//! Configuration file support for liftlog.
//!
//! Configuration is loaded from `$XDG_CONFIG_HOME/liftlog/config.toml`.

use crate::catalog::ProgramKind;
use crate::week::WeekMode;
use crate::{CalculationPolicy, Error, Result};
use chrono::Weekday;
use serde::{Deserialize, Serialize};
use std::path::{Path, PathBuf};

/// Application configuration
#[derive(Clone, Debug, Serialize, Deserialize, Default)]
pub struct Config {
    #[serde(default)]
    pub data: DataConfig,

    #[serde(default)]
    pub program: ProgramSettings,
}

/// Data storage configuration
#[derive(Clone, Debug, Serialize, Deserialize)]
pub struct DataConfig {
    #[serde(default = "default_data_dir")]
    pub data_dir: PathBuf,
}

impl Default for DataConfig {
    fn default() -> Self {
        Self {
            data_dir: default_data_dir(),
        }
    }
}

/// Which program runs and how weeks and weights are derived
#[derive(Clone, Debug, Serialize, Deserialize)]
pub struct ProgramSettings {
    #[serde(default)]
    pub kind: ProgramKind,

    /// Overrides the program's own weight policy when set
    #[serde(default, skip_serializing_if = "Option::is_none")]
    pub policy: Option<CalculationPolicy>,

    #[serde(default)]
    pub week_mode: WeekMode,

    #[serde(default = "default_week_cap")]
    pub week_cap: u32,

    #[serde(default = "default_week_starts_on")]
    pub week_starts_on: Weekday,
}

impl Default for ProgramSettings {
    fn default() -> Self {
        Self {
            kind: ProgramKind::default(),
            policy: None,
            week_mode: WeekMode::default(),
            week_cap: default_week_cap(),
            week_starts_on: default_week_starts_on(),
        }
    }
}

impl ProgramSettings {
    /// Effective weight policy
    pub fn policy(&self) -> CalculationPolicy {
        self.policy.unwrap_or_else(|| self.kind.default_policy())
    }
}

// Default value functions
fn default_data_dir() -> PathBuf {
    let base = dirs::data_local_dir().unwrap_or_else(|| home_dir().join(".local/share"));
    base.join("liftlog")
}

fn default_week_cap() -> u32 {
    16
}

fn default_week_starts_on() -> Weekday {
    Weekday::Sun
}

fn home_dir() -> PathBuf {
    std::env::var_os("HOME")
        .map(PathBuf::from)
        .unwrap_or_else(|| PathBuf::from("."))
}

impl Config {
    /// Load configuration from the standard config path
    pub fn load() -> Result<Self> {
        let config_path = Self::default_config_path();
        if config_path.exists() {
            Self::load_from(&config_path)
        } else {
            tracing::info!(
                "No config file found at {:?}, using defaults",
                config_path
            );
            Ok(Self::default())
        }
    }

    /// Load configuration from a specific path
    pub fn load_from(path: &Path) -> Result<Self> {
        let contents = std::fs::read_to_string(path)?;
        let config: Config = toml::from_str(&contents)?;
        if config.program.week_cap == 0 {
            return Err(Error::Config("week_cap must be at least 1".into()));
        }
        tracing::info!("Loaded config from {:?}", path);
        Ok(config)
    }

    /// Get the default config file path
    pub fn default_config_path() -> PathBuf {
        let base = dirs::config_dir().unwrap_or_else(|| home_dir().join(".config"));
        base.join("liftlog").join("config.toml")
    }

    /// Save the current configuration to the default path
    pub fn save(&self) -> Result<()> {
        let config_path = Self::default_config_path();
        self.save_to(&config_path)
    }

    /// Save the current configuration to a specific path
    pub fn save_to(&self, path: &Path) -> Result<()> {
        if let Some(parent) = path.parent() {
            std::fs::create_dir_all(parent)?;
        }

        let contents = toml::to_string_pretty(self)
            .map_err(|e| Error::Config(format!("Failed to serialize config: {}", e)))?;
        std::fs::write(path, contents)?;
        tracing::info!("Saved config to {:?}", path);
        Ok(())
    }
}

#[cfg(test)]
mod tests {
    use super::*;

    #[test]
    fn test_default_config() {
        let config = Config::default();
        assert_eq!(config.program.kind, ProgramKind::Linear);
        assert_eq!(config.program.week_mode, WeekMode::Date);
        assert_eq!(config.program.week_cap, 16);
        assert_eq!(config.program.week_starts_on, Weekday::Sun);
        assert_eq!(config.program.policy(), CalculationPolicy::Linear);
        assert!(config.data.data_dir.ends_with("liftlog"));
    }

    #[test]
    fn test_config_roundtrip() {
        let mut config = Config::default();
        config.program.kind = ProgramKind::Periodized;
        config.program.week_starts_on = Weekday::Mon;

        let toml_str = toml::to_string(&config).unwrap();
        let parsed: Config = toml::from_str(&toml_str).unwrap();

        assert_eq!(parsed.program.kind, ProgramKind::Periodized);
        assert_eq!(parsed.program.week_starts_on, Weekday::Mon);
        assert_eq!(parsed.data.data_dir, config.data.data_dir);
    }

    #[test]
    fn test_partial_config() {
        let toml_str = r#"
[program]
kind = "periodized"
week_mode = "completion"
"#;
        let config: Config = toml::from_str(toml_str).unwrap();
        assert_eq!(config.program.kind, ProgramKind::Periodized);
        assert_eq!(config.program.week_mode, WeekMode::Completion);
        assert_eq!(config.program.week_cap, 16); // default
        assert_eq!(config.program.policy(), CalculationPolicy::TrainingMax);
    }

    #[test]
    fn test_policy_override() {
        let toml_str = r#"
[program]
kind = "periodized"
policy = "linear_deload"
"#;
        let config: Config = toml::from_str(toml_str).unwrap();
        assert_eq!(config.program.policy(), CalculationPolicy::LinearDeload);
    }

    #[test]
    fn test_load_from_and_save_to() {
        let temp_dir = tempfile::tempdir().unwrap();
        let path = temp_dir.path().join("nested").join("config.toml");

        let mut config = Config::default();
        config.data.data_dir = temp_dir.path().join("data");
        config.program.week_cap = 12;
        config.save_to(&path).unwrap();

        let loaded = Config::load_from(&path).unwrap();
        assert_eq!(loaded.data.data_dir, temp_dir.path().join("data"));
        assert_eq!(loaded.program.week_cap, 12);
    }

    #[test]
    fn test_zero_week_cap_rejected() {
        let temp_dir = tempfile::tempdir().unwrap();
        let path = temp_dir.path().join("config.toml");
        std::fs::write(&path, "[program]\nweek_cap = 0\n").unwrap();

        assert!(matches!(Config::load_from(&path), Err(Error::Config(_))));
    }
}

**BRIEF**.
Print exactly the lines from the one with "config.program.week_cap = 12;" through the end of the data, inclusive.

**SOLUTION**.
        config.program.week_cap = 12;
        config.save_to(&path).unwrap();

        let loaded = Config::load_from(&path).unwrap();
        assert_eq!(loaded.data.data_dir, temp_dir.path().join("data"));
        assert_eq!(loaded.program.week_cap, 12);
    }

    #[test]
    fn test_zero_week_cap_rejected() {
        let temp_dir = tempfile::tempdir().unwrap();
        let path = temp_dir.path().join("config.toml");
        std::fs::write(&path, "[program]\nweek_cap = 0\n").unwrap();

        assert!(matches!(Config::load_from(&path), Err(Error::Config(_))));
    }
}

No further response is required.